Advisers' work will not be steered by assumptions about the size and cost of the project
With two months remaining to meet a promised deadline for a business and financing plan, the University Medical Center governing board will hire more consultants to help map out a final sketch for a new teaching hospital near downtown New Orleans.
The board approved plans Wednesday for Verite Healthcare Consulting LLC to help craft a business plan, with Kaufman Hall & Associates conducting a separate financial analysis of Verite's work. Separately, Kaufman Hall will advise the board on strategic planning as it attempts to open a Charity Hospital successor by the promised date of early 2015, almost a full decade after Hurricane Katrina.
Both firms have worked previously on the hospital development. But their earlier efforts assumed the outlines of a model long sought by state planners and the Louisiana State University System: a $1.2 billion, 424-bed complex that would be constructed with as much as $400 million in debt.
This time, with the project under intense political scrutiny, board members said the firms will not work under such assumptions as they help move from planning to construction by deciding what facilities to build, what services to offer and how to pay for the project. The state currently has more than $700 million on hand, with the possibility for another $150 million to $200 million coming from a settlement between the state and federal government for Katrina damage to Charity contents.
UMC Chairman Bobby Yarborough said the new round of consulting conforms to Gov. Bobby Jindal's recent charge for the board to craft an independent plan that cannot be labeled as belonging to LSU or any other interest.
Still, the board is not expected to deviate from the concept of a multibuilding campus -- patient towers, a diagnostics and treatment building, an ambulatory care-medical office building and support facilities -- on the Mid-City footprint, despite a continued push from some planners and activists to build anew inside a gutted Charity shell.
Jindal's order for pursuing an independent plan followed high-profile meetings last month with U.S. Sen. David Vitter, state House Speaker Jim Tucker, state Treasurer John Kennedy and several board members after Vitter, Tucker and Kennedy assailed the existing plans as too large and too expensive.
Even before then, Yarborough had promised to present a final business plan at the Legislature's Joint Budget Committee's Sept. 16 meeting. House Budget Chairman Jim Fannin has demanded the document as a condition for giving the state facilities office permission to begin construction.
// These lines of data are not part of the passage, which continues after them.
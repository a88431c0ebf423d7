/// Stats aggregation
///
/// Turns the flat per-server stat maps returned by the fan-out stats calls into
/// structured records. Compound keys of the form `<prefix>:<id>:<field>` (or
/// `<id>:<field>`) are grouped by id; anything else belongs to the server-level
/// record.
pub mod model;

use std::collections::{BTreeMap, HashMap};
use tracing::trace;

pub use model::{CacheDump, MemcachedStats, StatRecord, StatsItem, StatsItems, StatsSlab, StatsSlabs};

/// Flat stat name -> value map from one server
pub type RawStatBlock = BTreeMap<String, String>;

/// Server address -> that server's stat block
pub type ClusterStats = BTreeMap<String, RawStatBlock>;

/// Where a stat key belongs
#[derive(Debug, PartialEq, Eq)]
enum StatKey<'a> {
    TopLevel(&'a str),
    Grouped { id: &'a str, field: &'a str },
}

/// `items:3:number` -> id 3, field number; `3:chunk_size` -> id 3; `uptime` -> top level
fn classify(key: &str) -> StatKey<'_> {
    let mut segments = key.rsplitn(3, ':');
    let field = segments.next().unwrap_or(key);
    match segments.next() {
        Some(id) => StatKey::Grouped { id, field },
        None => StatKey::TopLevel(field),
    }
}

/// Group one block into top-level stats and per-id records
fn group<R, F>(block: &RawStatBlock, mut top_level: F) -> Vec<R>
where
    R: StatRecord + WithId,
    F: FnMut(&str, &str),
{
    let mut groups: HashMap<&str, R> = HashMap::new();
    for (key, value) in block {
        match classify(key) {
            StatKey::TopLevel(field) => top_level(field, value),
            StatKey::Grouped { id, field } => {
                let record = groups.entry(id).or_insert_with(|| R::with_id(id));
                if !record.assign(field, value) {
                    trace!("Ignoring unknown stat field {}", key);
                }
            }
        }
    }

    let mut records: Vec<(&str, R)> = groups.into_iter().collect();
    records.sort_by(|(a, _), (b, _)| id_order(a, b));
    records.into_iter().map(|(_, record)| record).collect()
}

/// Numeric ids in numeric order, anything else after them
fn id_order(a: &str, b: &str) -> std::cmp::Ordering {
    match (a.parse::<u64>(), b.parse::<u64>()) {
        (Ok(a), Ok(b)) => a.cmp(&b),
        (Ok(_), Err(_)) => std::cmp::Ordering::Less,
        (Err(_), Ok(_)) => std::cmp::Ordering::Greater,
        (Err(_), Err(_)) => a.cmp(b),
    }
}

/// Records keyed by a group id
pub trait WithId {
    fn with_id(id: &str) -> Self;
}

impl WithId for StatsItem {
    fn with_id(id: &str) -> Self {
        Self {
            id: id.to_string(),
            ..Self::default()
        }
    }
}

impl WithId for StatsSlab {
    fn with_id(id: &str) -> Self {
        Self {
            id: id.to_string(),
            ..Self::default()
        }
    }
}

/// General stats, one record per server
pub fn stats_to_model(stats: &ClusterStats) -> Vec<MemcachedStats> {
    stats
        .iter()
        .map(|(server, block)| {
            let mut record = MemcachedStats::new(server.as_str());
            for (field, value) in block {
                record.assign(field, value);
            }
            record
        })
        .collect()
}

/// `stats items`, grouped by slab id
pub fn stats_items_to_model(stats: &ClusterStats) -> Vec<StatsItems> {
    stats
        .iter()
        .map(|(server, block)| StatsItems {
            server: server.clone(),
            items: group(block, |_, _| {}),
        })
        .collect()
}

/// `stats slabs`, grouped by slab id with the server-wide totals alongside
pub fn stats_slabs_to_model(stats: &ClusterStats) -> Vec<StatsSlabs> {
    stats
        .iter()
        .map(|(server, block)| {
            let mut summary = StatsSlabs {
                server: server.clone(),
                ..StatsSlabs::default()
            };
            let slabs = group(block, |field, value| {
                summary.assign(field, value);
            });
            summary.slabs = slabs;
            summary
        })
        .collect()
}

/// `stats cachedump`, keeping only the keys
pub fn stats_cache_dump_to_model(stats: &ClusterStats) -> Vec<CacheDump> {
    stats
        .iter()
        .map(|(server, block)| CacheDump {
            server: server.clone(),
            keys: block.keys().cloned().collect(),
        })
        .collect()
}
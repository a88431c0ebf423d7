/// Utility functions and helpers
use std::fmt::Write;
use std::time::Duration;

/// Longest key memcached accepts
pub const MAX_KEY_LENGTH: usize = 250;

/// Greatest common divisor; `gcd(0, n) == n`
pub fn gcd(a: u32, b: u32) -> u32 {
    let (mut a, mut b) = (a, b);
    while b != 0 {
        let r = a % b;
        a = b;
        b = r;
    }
    a
}

/// Split `host:port`, requiring a non-empty host and a numeric port
pub fn split_host_port(addr: &str) -> Option<(&str, u16)> {
    let (host, port) = addr.rsplit_once(':')?;
    let host = host.trim_start_matches('[').trim_end_matches(']');
    if host.is_empty() {
        return None;
    }
    port.parse().ok().map(|port| (host, port))
}

/// Encode a key as `application/x-www-form-urlencoded`.
///
/// ASCII alphanumerics and `.-*_` pass through, space becomes `+`, every other
/// UTF-8 byte becomes `%XX`.
pub fn sanitize_key(key: &str) -> String {
    let mut encoded = String::with_capacity(key.len());
    for byte in key.bytes() {
        match byte {
            b'a'..=b'z' | b'A'..=b'Z' | b'0'..=b'9' | b'.' | b'-' | b'*' | b'_' => encoded.push(byte as char),
            b' ' => encoded.push('+'),
            other => {
                let _ = write!(encoded, "%{:02X}", other);
            }
        }
    }
    encoded
}

/// Whether a key can be sent on the text protocol as-is
pub fn is_valid_key(key: &str) -> bool {
    !key.is_empty()
        && key.len() <= MAX_KEY_LENGTH
        && !key.chars().any(|c| c.is_whitespace() || c.is_control())
}

/// Convert an absolute expiry in epoch milliseconds to protocol seconds; 0 stays 0
pub fn expiry_seconds(expires_at_ms: u64) -> u32 {
    u32::try_from(expires_at_ms / 1000).unwrap_or(u32::MAX)
}

/// Format duration for human-readable output
pub fn format_duration(duration: Duration) -> String {
    let secs = duration.as_secs();
    if secs == 0 && duration.subsec_millis() > 0 {
        format!("{}ms", duration.subsec_millis())
    } else if secs < 60 {
        format!("{}s", secs)
    } else if secs < 3600 {
        format!("{}m{}s", secs / 60, secs % 60)
    } else {
        format!("{}h{}m{}s", secs / 3600, (secs % 3600) / 60, secs % 60)
    }
}

/// Format byte size for human-readable output
pub fn format_bytes(bytes: u64) -> String {
    const UNITS: &[&str] = &["B", "KB", "MB", "GB", "TB"];
    let mut size = bytes as f64;
    let mut unit_index = 0;

    while size >= 1024.0 && unit_index < UNITS.len() - 1 {
        size /= 1024.0;
        unit_index += 1;
    }

    if unit_index == 0 {
        format!("{} {}", bytes, UNITS[unit_index])
    } else {
        format!("{:.2} {}", size, UNITS[unit_index])
    }
}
Since the June fireworks among Jindal and his fellow Republican officials, the hospital board has abandoned its effort to secure federal mortgage insurance to back a bond sale. Vitter framed that maneuver as proof that the project will be an overbuilt drain on the state treasury. Tucker took a friendlier tone Wednesday, making a surprise appearance at the board meeting to endorse re-engaging Verite and Kaufman Hall.
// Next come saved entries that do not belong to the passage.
#[cfg(test)]
mod tests {
    use super::*;
    use crate::transport::MemoryConnector;

    const SERVERS: [&str; 3] = ["mem:1", "mem:2", "mem:3"];

    fn client_with(configure: impl FnOnce(&mut ClusterConfig)) -> (Arc<MemoryConnector>, ClusterClient) {
        let mut config = ClusterConfig::new("test", SERVERS.iter().map(|s| s.to_string()).collect());
        config.init_conn = 0;
        config.min_conn = 0;
        config.maintenance_interval_ms = 0;
        configure(&mut config);

        let connector = Arc::new(MemoryConnector::with_servers(&SERVERS));
        let client = ClusterClient::new(config, connector.clone());
        (connector, client)
    }

    fn client() -> (Arc<MemoryConnector>, ClusterClient) {
        client_with(|_| {})
    }

    #[tokio::test]
    async fn test_add_twice() {
        let (_connector, client) = client();
        assert!(client.add("user:1", "a", 0).await);
        assert!(!client.add("user:1", "b", 0).await);
        assert_eq!(client.get("user:1").await, Some(Bytes::from("a")));
    }

    #[tokio::test]
    async fn test_replace_requires_existing_key() {
        let (_connector, client) = client();
        assert!(!client.replace("never-set", "x", 0).await);

        assert!(client.set("k", "v1", 0).await);
        assert!(client.replace("k", "v2", 0).await);
        assert_eq!(client.get("k").await, Some(Bytes::from("v2")));
    }

    #[tokio::test]
    async fn test_append_prepend() {
        let (_connector, client) = client();
        assert!(!client.append("missing", "x").await);
        assert!(!client.prepend("missing", "x").await);

        client.set("greeting", "ell", 0).await;
        assert!(client.append("greeting", "o").await);
        assert!(client.prepend("greeting", "h").await);
        assert_eq!(client.get("greeting").await, Some(Bytes::from("hello")));
    }

    #[tokio::test]
    async fn test_cas_token_succeeds_once() {
        let (_connector, client) = client();
        client.set("doc", "v1", 0).await;

        let token = client.gets("doc").await.and_then(|item| item.cas).unwrap();
        assert!(client.cas("doc", "v2", token, 0).await);
        assert!(!client.cas("doc", "v3", token, 0).await);
        assert_eq!(client.get("doc").await, Some(Bytes::from("v2")));
    }

    #[tokio::test]
    async fn test_delete_and_key_exists() {
        let (_connector, client) = client();
        client.set("gone", "soon", 0).await;
        assert!(client.key_exists("gone").await);
        assert!(client.delete("gone").await);
        assert!(!client.delete("gone").await);
        assert!(!client.key_exists("gone").await);
    }

    #[tokio::test]
    async fn test_expired_item_is_a_miss() {
        let (_connector, client) = client();
        // One second after the epoch
        assert!(client.set("old", "v", 1_000).await);
        assert_eq!(client.get("old").await, None);
    }

    #[tokio::test]
    async fn test_counters() {
        let (_connector, client) = client();
        assert_eq!(client.incr("hits").await, COUNTER_FAILURE);
        assert_eq!(client.get_counter("hits").await, COUNTER_FAILURE);

        assert!(client.store_counter("hits", 5, 0).await);
        assert_eq!(client.incr("hits").await, 6);
        assert_eq!(client.incr_by("hits", 4).await, 10);
        assert_eq!(client.decr_by("hits", 100).await, 0);
        assert_eq!(client.get_counter("hits").await, 0);

        assert_eq!(client.add_or_incr("visits", 3).await, 3);
        assert_eq!(client.add_or_incr("visits", 3).await, 6);
        assert_eq!(client.add_or_decr("visits", 2).await, 4);

        client.set("name", "bob", 0).await;
        assert_eq!(client.incr("name").await, COUNTER_FAILURE);
    }

    #[tokio::test]
    async fn test_failover_reaches_next_candidate() {
        let (connector, client) = client();
        let route = client.router().route("session%3A42");
        let (primary, secondary) = (&route[0], &route[1]);

        connector.server(&primary.addr).unwrap().set_down(true);
        connector.server(&secondary.addr).unwrap().handle(&Request::Store {
            mode: StoreMode::Set,
            key: "session%3A42".to_string(),
            flags: 0,
            exptime: 0,
            data: Bytes::from_static(b"alice"),
            cas: None,
        });

        assert_eq!(client.get("session:42").await, Some(Bytes::from("alice")));
        assert!(!client.pool().is_alive(primary));
    }

    #[tokio::test]
    async fn test_no_failover_fails_when_primary_down() {
        let (connector, client) = client_with(|c| c.failover = false);
        let route = client.router().route("session%3A42");
        connector.server(&route[0].addr).unwrap().set_down(true);

        assert!(!client.set("session:42", "alice", 0).await);
        assert_eq!(client.get("session:42").await, None);
        assert_eq!(client.incr("session:42").await, COUNTER_FAILURE);
    }

    #[tokio::test]
    async fn test_write_fails_over_when_primary_dies_mid_session() {
        let (connector, client) = client();
        let route = client.router().route("cart%3A7");

        // Warm a pooled connection to the primary, then take it down
        assert!(client.set("cart:7", "1", 0).await);
        connector.server(&route[0].addr).unwrap().set_down(true);

        assert!(client.set("cart:7", "2", 0).await);
        let secondary = connector.server(&route[1].addr).unwrap();
        assert_eq!(secondary.peek("cart%3A7"), Some(Bytes::from("2")));
    }

    #[tokio::test]
    async fn test_get_multi() {
        let (_connector, client) = client();
        let keys: Vec<String> = (0..20).map(|i| format!("item:{}", i)).collect();
        for key in &keys {
            client.set(key, key.clone(), 0).await;
        }

        let mut wanted: Vec<&str> = keys.iter().map(|k| k.as_str()).collect();
        wanted.push("item:missing");

        let found = client.get_multi(&wanted).await;
        assert_eq!(found.len(), 20);
        assert_eq!(found.get("item:7"), Some(&Bytes::from("item:7")));

        let array = client.get_multi_array(&["item:3", "item:missing", "item:4"]).await;
        assert_eq!(
            array,
            vec![Some(Bytes::from("item:3")), None, Some(Bytes::from("item:4"))]
        );
    }

    #[tokio::test]
    async fn test_get_multi_array_repeated_keys() {
        let (_connector, client) = client();
        assert!(client.set("a", "1", 0).await);

        let array = client.get_multi_array(&["a", "a", "b", "a"]).await;
        assert_eq!(
            array,
            vec![
                Some(Bytes::from("1")),
                Some(Bytes::from("1")),
                None,
                Some(Bytes::from("1"))
            ]
        );
    }

    #[tokio::test(flavor = "multi_thread", worker_threads = 4)]
    async fn test_concurrent_callers_share_a_small_pool() {
        let (connector, client) = client_with(|c| {
            c.servers = vec!["mem:1".to_string()];
            c.max_conn = 2;
            c.failover = false;
        });
        let client = Arc::new(client);
        let permits = Arc::new(tokio::sync::Semaphore::new(2));

        let tasks: Vec<_> = (0..8)
            .map(|task| {
                let client = client.clone();
                let permits = permits.clone();
                tokio::spawn(async move {
                    let mut failures = 0;
                    for round in 0..50 {
                        let _permit = permits.acquire().await.unwrap();
                        let key = format!("t{}:{}", task, round);
                        if !client.set(&key, round.to_string(), 0).await {
                            failures += 1;
                        }
                        if client.get(&key).await != Some(Bytes::from(round.to_string())) {
                            failures += 1;
                        }
                    }
                    failures
                })
            })
            .collect();

        for task in join_all(tasks).await {
            assert_eq!(task.unwrap(), 0);
        }

        let snapshot = client.snapshot();
        assert_eq!(snapshot.total_leased(), 0);
        assert!(snapshot.total_idle() <= 2);
        assert!(connector.server("mem:1").unwrap().open_connections() <= 2);
        assert_eq!(connector.server("mem:1").unwrap().len(), 400);
    }

    #[tokio::test]
    async fn test_get_multi_falls_back_when_primary_down() {
        let (connector, client) = client();
        let route = client.router().route("k1");
        connector.server(&route[1].addr).unwrap().handle(&Request::Store {
            mode: StoreMode::Set,
            key: "k1".to_string(),
            flags: 0,
            exptime: 0,
            data: Bytes::from_static(b"v1"),
            cas: None,
        });
        connector.server(&route[0].addr).unwrap().set_down(true);

        let found = client.get_multi(&["k1"]).await;
        assert_eq!(found.get("k1"), Some(&Bytes::from("v1")));
    }

    #[tokio::test]
    async fn test_key_sanitization() {
        let (connector, client) = client();
        assert!(client.set("has space", "v", 0).await);
        assert_eq!(client.get("has space").await, Some(Bytes::from("v")));

        let stored = SERVERS
            .iter()
            .filter_map(|addr| connector.server(addr))
            .any(|server| server.peek("has+space").is_some());
        assert!(stored);

        let (_connector, strict) = client_with(|c| c.sanitize_keys = false);
        assert!(!strict.set("has space", "v", 0).await);
        assert!(!strict.set(&"k".repeat(251), "v", 0).await);
        assert!(strict.set("plain", "v", 0).await);
    }

    #[tokio::test]
    async fn test_flush_all() {
        let (connector, client) = client();
        client.set("a", "1", 0).await;
        client.set("b", "2", 0).await;

        connector.server("mem:2").unwrap().set_down(true);
        assert!(client.flush_all().await);
        assert_eq!(connector.server("mem:1").unwrap().len(), 0);

        for addr in SERVERS {
            connector.server(addr).unwrap().set_down(true);
        }
        assert!(!client.flush_all().await);
    }

    #[tokio::test]
    async fn test_stats_fan_out_omits_down_server() {
        let (connector, client) = client();
        client.set("a", "1", 0).await;

        let stats = client.stats().await;
        assert_eq!(stats.len(), 3);
        assert!(stats["mem:1"].contains_key("uptime"));

        connector.server("mem:3").unwrap().set_down(true);
        let stats = client.stats().await;
        assert_eq!(stats.len(), 2);
        assert!(!stats.contains_key("mem:3"));
    }

    #[tokio::test]
    async fn test_stats_items_slabs_and_cache_dump() {
        let (_connector, client) = client();
        for i in 0..6 {
            client.set(&format!("key{}", i), "v", 0).await;
        }

        let items = client.stats_items().await;
        let numbers: u64 = items
            .values()
            .filter_map(|block| block.get("items:1:number"))
            .map(|n| n.parse::<u64>().unwrap())
            .sum();
        assert_eq!(numbers, 6);

        let slabs = client.stats_slabs().await;
        assert!(slabs.values().all(|block| block.contains_key("active_slabs")));

        let dump = client.stats_cache_dump(1, 0).await;
        let keys: usize = dump.values().map(|block| block.len()).sum();
        assert_eq!(keys, 6);
    }

    #[tokio::test]
    async fn test_connections_are_reused() {
        let (connector, client) = client();
        for i in 0..10 {
            client.set("same", i.to_string(), 0).await;
        }
        let primary = client.router().primary("same").unwrap().addr.clone();
        assert_eq!(connector.server(&primary).unwrap().accepted_connections(), 1);
    }
}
"This logical next step will lead to an answer that I think the Legislature can be comfortable with," Tucker said. "There's an impatience about this project because it's been almost six years since Hurricane Katrina, but we've got to get it right."
Board member Darryl Berger, who represents Tulane University, said the consultants will not dictate the direction board members choose: "This will be a dynamic, interactive process."
And authorities across the board promised the arrangement will not delay the project. Jerry Jones, the state facilities chief responsible for construction, said his office will by the end of this month or in early August begin driving test pilings. Jones also awaits a construction management group's estimate for the rest of the project -- though that figure will be based on existing plans.
Jones, meanwhile, presented the board with options he said would yield the existing 424-bed complex without selling bonds. The various scenarios would involve combinations of building shells of certain facilities to be finished later and using third parties to finance some construction: perhaps Entergy Corp. for the utilities plant, the foundation of LSU physicians for the ambulatory care center or a developer for one or more parking decks.
Building shells is common when building patient towers and some research or treatment facilities, though Jones noted that it would obligate the hospital to higher construction costs in the future. Further, any options using a third party, while reducing initial capital investment, could require additional operating costs once the hospital is open while also sacrificing potential assets.